Data shown:

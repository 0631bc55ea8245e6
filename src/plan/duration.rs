//! Planned duration of a workout.
//!
//! Rest only happens between sets of one exercise and between rounds,
//! never after the last set or the last round. The phase sequencer
//! follows the same rule, so the sum of all visited phase durations is
//! exactly [`total_duration`].

use super::{Exercise, WorkoutPlan};

/// Seconds spent on one exercise within a round.
#[must_use]
pub fn exercise_duration(exercise: &Exercise) -> u64 {
    let sets = u64::from(exercise.sets);
    sets * u64::from(exercise.work_secs) + sets.saturating_sub(1) * u64::from(exercise.rest_secs)
}

/// Seconds for one full pass over the exercise list, excluding round rest.
#[must_use]
pub fn round_duration(plan: &WorkoutPlan) -> u64 {
    plan.exercises.iter().map(exercise_duration).sum()
}

/// Total planned seconds of the plan.
///
/// An empty exercise list yields 0 regardless of the round count.
#[must_use]
pub fn total_duration(plan: &WorkoutPlan) -> u64 {
    if plan.exercises.is_empty() {
        return 0;
    }
    let rounds = u64::from(plan.round_count);
    rounds * round_duration(plan) + rounds.saturating_sub(1) * u64::from(plan.round_rest_secs)
}

#[cfg(test)]
mod tests {
    use super::*;

    #[test]
    fn single_set_has_no_rest() {
        let ex = Exercise::new("plank", 1, 60, 30);
        assert_eq!(exercise_duration(&ex), 60);
    }

    #[test]
    fn rest_only_between_sets() {
        let ex = Exercise::new("squat", 2, 5, 3);
        assert_eq!(exercise_duration(&ex), 13);
    }

    #[test]
    fn two_rounds_with_round_rest() {
        let plan = WorkoutPlan::new(
            "b",
            vec![
                Exercise::new("a", 1, 10, 0),
                Exercise::new("b", 1, 10, 0),
            ],
        )
        .with_rounds(2, 20);
        assert_eq!(round_duration(&plan), 20);
        assert_eq!(total_duration(&plan), 60);
    }

    #[test]
    fn single_round_ignores_round_rest() {
        let plan = WorkoutPlan::new("a", vec![Exercise::new("a", 2, 5, 3)]).with_rounds(1, 99);
        assert_eq!(total_duration(&plan), 13);
    }

    #[test]
    fn empty_plan_is_zero() {
        let plan = WorkoutPlan::new("empty", vec![]).with_rounds(5, 60);
        assert_eq!(total_duration(&plan), 0);
    }

    #[test]
    fn zero_sets_contributes_nothing() {
        let ex = Exercise::new("none", 0, 30, 10);
        assert_eq!(exercise_duration(&ex), 0);
    }
}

Exercise description: Only the lines from the one holding "rounds * round_duration(plan)" through the end of the listing should appear in the response, each restated exactly.

Problem solution:
    rounds * round_duration(plan) + rounds.saturating_sub(1) * u64::from(plan.round_rest_secs)
}

#[cfg(test)]
mod tests {
    use super::*;

    #[test]
    fn single_set_has_no_rest() {
        let ex = Exercise::new("plank", 1, 60, 30);
        assert_eq!(exercise_duration(&ex), 60);
    }

    #[test]
    fn rest_only_between_sets() {
        let ex = Exercise::new("squat", 2, 5, 3);
        assert_eq!(exercise_duration(&ex), 13);
    }

    #[test]
    fn two_rounds_with_round_rest() {
        let plan = WorkoutPlan::new(
            "b",
            vec![
                Exercise::new("a", 1, 10, 0),
                Exercise::new("b", 1, 10, 0),
            ],
        )
        .with_rounds(2, 20);
        assert_eq!(round_duration(&plan), 20);
        assert_eq!(total_duration(&plan), 60);
    }

    #[test]
    fn single_round_ignores_round_rest() {
        let plan = WorkoutPlan::new("a", vec![Exercise::new("a", 2, 5, 3)]).with_rounds(1, 99);
        assert_eq!(total_duration(&plan), 13);
    }

    #[test]
    fn empty_plan_is_zero() {
        let plan = WorkoutPlan::new("empty", vec![]).with_rounds(5, 60);
        assert_eq!(total_duration(&plan), 0);
    }

    #[test]
    fn zero_sets_contributes_nothing() {
        let ex = Exercise::new("none", 0, 30, 10);
        assert_eq!(exercise_duration(&ex), 0);
    }
}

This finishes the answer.